- Task description
For the entries below, work out how many lines include the string "Newest", then write only that number.

- Exercise input
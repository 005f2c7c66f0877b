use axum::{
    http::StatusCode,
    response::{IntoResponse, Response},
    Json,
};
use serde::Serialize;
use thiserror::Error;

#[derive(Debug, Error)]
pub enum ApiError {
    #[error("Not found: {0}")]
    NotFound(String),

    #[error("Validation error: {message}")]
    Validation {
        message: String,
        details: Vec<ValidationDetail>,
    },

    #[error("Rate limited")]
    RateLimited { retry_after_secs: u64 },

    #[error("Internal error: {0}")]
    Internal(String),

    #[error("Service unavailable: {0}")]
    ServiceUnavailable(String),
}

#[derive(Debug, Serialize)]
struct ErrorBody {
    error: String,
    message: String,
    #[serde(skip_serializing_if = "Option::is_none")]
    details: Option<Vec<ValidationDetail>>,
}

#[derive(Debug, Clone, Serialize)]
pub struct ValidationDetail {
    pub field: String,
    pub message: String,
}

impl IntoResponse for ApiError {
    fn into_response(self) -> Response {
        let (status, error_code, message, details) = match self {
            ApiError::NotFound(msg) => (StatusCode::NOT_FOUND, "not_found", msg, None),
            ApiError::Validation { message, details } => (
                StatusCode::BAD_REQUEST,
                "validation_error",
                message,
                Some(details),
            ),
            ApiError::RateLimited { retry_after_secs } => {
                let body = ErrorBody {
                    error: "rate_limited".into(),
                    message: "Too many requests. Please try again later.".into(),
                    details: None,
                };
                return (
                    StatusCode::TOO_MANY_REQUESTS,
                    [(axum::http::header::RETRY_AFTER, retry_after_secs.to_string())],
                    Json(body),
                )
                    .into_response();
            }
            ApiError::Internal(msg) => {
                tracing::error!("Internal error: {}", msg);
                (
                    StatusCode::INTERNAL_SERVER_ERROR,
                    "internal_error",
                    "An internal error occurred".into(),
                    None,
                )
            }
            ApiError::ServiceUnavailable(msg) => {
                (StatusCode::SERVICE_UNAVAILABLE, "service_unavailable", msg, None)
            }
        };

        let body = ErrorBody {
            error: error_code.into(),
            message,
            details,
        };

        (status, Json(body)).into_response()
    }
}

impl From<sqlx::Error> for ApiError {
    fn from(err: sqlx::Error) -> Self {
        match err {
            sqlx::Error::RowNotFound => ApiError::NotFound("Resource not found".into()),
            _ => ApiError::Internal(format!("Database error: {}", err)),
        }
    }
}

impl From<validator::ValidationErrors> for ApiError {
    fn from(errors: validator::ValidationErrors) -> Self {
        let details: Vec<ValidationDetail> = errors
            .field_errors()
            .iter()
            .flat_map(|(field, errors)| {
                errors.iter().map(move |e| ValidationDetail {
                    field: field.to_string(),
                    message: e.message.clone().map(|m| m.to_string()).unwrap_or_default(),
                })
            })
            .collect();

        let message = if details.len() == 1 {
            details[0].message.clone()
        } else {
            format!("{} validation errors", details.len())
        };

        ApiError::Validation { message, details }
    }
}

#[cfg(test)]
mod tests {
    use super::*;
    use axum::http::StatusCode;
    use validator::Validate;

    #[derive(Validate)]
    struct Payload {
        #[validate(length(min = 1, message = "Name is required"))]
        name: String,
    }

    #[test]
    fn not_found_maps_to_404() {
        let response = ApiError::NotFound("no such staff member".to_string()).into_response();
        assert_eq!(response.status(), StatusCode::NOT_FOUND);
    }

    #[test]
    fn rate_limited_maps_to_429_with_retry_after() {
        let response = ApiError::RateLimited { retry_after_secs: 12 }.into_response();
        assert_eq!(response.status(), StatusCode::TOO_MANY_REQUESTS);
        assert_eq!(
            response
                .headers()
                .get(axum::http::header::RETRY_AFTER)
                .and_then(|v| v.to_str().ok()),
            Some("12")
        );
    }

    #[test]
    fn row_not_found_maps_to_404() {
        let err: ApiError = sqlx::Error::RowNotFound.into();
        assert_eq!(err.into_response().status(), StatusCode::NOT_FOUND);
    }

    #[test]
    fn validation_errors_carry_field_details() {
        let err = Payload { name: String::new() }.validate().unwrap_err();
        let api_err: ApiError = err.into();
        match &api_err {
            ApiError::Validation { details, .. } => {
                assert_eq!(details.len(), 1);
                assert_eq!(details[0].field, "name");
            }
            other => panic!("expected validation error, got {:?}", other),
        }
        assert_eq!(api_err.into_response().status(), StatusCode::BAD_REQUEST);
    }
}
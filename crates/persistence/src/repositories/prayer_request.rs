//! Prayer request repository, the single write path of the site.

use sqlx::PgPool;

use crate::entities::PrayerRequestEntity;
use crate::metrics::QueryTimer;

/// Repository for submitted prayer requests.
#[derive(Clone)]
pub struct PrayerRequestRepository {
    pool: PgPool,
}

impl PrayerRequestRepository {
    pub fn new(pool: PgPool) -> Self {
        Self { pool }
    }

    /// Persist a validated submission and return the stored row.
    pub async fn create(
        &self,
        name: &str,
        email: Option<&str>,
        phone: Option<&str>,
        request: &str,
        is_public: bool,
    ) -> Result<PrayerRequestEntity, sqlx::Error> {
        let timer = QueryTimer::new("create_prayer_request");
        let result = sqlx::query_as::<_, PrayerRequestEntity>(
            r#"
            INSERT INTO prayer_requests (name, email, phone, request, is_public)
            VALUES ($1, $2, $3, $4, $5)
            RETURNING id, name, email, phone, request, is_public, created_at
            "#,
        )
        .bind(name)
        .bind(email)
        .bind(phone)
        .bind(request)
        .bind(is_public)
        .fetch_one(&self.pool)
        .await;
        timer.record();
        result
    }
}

* * *

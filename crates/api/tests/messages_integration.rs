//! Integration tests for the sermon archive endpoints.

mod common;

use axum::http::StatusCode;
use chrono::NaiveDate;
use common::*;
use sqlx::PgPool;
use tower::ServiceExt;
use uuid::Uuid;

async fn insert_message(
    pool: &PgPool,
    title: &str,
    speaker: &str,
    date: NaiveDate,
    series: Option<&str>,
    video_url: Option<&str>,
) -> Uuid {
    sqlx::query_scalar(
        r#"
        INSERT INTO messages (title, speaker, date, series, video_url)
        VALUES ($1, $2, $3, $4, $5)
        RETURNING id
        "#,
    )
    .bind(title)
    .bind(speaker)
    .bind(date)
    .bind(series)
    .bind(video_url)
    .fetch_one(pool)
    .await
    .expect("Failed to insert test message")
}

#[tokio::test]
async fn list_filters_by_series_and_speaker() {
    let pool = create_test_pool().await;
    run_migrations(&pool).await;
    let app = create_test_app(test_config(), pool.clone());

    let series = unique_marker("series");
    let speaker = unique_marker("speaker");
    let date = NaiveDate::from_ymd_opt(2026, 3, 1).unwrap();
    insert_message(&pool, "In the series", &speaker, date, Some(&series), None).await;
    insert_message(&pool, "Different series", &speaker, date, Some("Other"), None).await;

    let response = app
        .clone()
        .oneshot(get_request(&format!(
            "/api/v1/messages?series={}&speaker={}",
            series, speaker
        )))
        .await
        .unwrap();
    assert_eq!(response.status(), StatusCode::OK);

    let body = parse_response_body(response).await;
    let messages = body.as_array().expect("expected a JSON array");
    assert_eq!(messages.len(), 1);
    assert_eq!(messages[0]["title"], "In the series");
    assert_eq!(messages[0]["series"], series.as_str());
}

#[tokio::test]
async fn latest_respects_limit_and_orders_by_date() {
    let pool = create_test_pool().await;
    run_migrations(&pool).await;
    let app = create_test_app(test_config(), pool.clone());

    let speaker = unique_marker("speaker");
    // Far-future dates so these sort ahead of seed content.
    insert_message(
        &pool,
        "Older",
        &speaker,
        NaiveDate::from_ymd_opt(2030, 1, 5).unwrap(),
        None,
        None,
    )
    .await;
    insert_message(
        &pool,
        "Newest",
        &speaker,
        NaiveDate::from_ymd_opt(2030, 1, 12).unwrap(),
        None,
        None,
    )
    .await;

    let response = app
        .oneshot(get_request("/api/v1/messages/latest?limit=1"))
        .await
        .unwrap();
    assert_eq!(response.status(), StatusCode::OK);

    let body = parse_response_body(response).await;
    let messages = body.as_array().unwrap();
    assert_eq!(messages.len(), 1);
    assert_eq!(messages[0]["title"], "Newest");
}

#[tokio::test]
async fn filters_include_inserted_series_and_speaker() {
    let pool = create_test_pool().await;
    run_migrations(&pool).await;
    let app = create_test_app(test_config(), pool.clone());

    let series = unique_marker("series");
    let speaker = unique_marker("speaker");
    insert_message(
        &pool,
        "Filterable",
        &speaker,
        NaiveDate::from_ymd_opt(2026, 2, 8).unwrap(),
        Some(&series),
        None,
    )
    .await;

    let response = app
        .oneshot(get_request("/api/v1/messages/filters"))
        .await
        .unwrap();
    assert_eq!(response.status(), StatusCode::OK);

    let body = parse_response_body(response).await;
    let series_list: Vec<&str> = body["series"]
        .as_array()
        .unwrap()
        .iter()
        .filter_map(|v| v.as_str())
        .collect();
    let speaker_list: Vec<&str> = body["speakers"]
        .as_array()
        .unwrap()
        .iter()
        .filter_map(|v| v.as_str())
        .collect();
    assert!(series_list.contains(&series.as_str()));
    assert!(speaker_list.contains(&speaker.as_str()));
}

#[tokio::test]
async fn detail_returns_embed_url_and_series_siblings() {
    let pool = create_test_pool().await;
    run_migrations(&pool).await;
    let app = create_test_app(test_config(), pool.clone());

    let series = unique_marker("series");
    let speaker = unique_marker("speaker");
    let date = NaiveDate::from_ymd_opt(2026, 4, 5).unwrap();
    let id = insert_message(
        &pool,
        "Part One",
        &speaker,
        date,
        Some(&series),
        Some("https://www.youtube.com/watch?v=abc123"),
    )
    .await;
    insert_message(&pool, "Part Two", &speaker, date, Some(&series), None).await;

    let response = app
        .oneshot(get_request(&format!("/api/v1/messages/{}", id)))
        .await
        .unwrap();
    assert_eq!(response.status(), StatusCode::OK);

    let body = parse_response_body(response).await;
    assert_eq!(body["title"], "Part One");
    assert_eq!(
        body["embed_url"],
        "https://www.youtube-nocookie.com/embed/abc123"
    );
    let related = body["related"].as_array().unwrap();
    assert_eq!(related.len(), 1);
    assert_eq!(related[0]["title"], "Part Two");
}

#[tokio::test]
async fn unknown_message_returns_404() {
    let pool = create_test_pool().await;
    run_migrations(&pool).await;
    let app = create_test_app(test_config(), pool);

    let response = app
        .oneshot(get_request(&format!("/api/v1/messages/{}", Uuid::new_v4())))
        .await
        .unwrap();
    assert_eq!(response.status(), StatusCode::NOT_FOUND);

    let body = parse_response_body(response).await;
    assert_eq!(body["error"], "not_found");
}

==

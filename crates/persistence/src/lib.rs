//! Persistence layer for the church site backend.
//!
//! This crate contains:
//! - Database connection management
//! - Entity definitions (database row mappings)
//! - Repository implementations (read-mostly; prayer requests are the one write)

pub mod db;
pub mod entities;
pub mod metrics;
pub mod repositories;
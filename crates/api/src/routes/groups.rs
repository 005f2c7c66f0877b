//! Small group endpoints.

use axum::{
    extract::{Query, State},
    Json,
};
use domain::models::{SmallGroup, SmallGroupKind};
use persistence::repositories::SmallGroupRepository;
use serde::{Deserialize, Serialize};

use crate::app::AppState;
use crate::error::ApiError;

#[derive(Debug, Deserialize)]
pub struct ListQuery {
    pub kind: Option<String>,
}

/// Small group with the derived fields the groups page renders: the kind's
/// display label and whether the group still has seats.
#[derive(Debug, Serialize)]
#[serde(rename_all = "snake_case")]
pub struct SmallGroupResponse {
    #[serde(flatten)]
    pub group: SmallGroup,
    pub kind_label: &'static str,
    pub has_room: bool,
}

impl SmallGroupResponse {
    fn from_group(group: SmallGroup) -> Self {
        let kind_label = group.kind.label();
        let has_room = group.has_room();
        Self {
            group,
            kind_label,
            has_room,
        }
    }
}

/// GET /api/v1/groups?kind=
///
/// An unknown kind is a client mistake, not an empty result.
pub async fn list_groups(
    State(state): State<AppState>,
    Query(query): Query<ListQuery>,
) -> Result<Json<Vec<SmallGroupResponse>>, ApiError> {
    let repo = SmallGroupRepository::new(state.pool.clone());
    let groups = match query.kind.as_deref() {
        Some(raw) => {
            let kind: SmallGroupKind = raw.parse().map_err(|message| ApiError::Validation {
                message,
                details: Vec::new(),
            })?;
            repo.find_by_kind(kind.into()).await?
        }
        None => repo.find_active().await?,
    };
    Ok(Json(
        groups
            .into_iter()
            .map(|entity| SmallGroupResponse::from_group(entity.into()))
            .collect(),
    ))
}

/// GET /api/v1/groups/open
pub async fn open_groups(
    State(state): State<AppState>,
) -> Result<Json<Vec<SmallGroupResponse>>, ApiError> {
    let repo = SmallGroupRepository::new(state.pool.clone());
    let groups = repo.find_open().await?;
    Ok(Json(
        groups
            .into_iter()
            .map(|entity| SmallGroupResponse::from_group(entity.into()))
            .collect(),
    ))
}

- Answer to this problem
2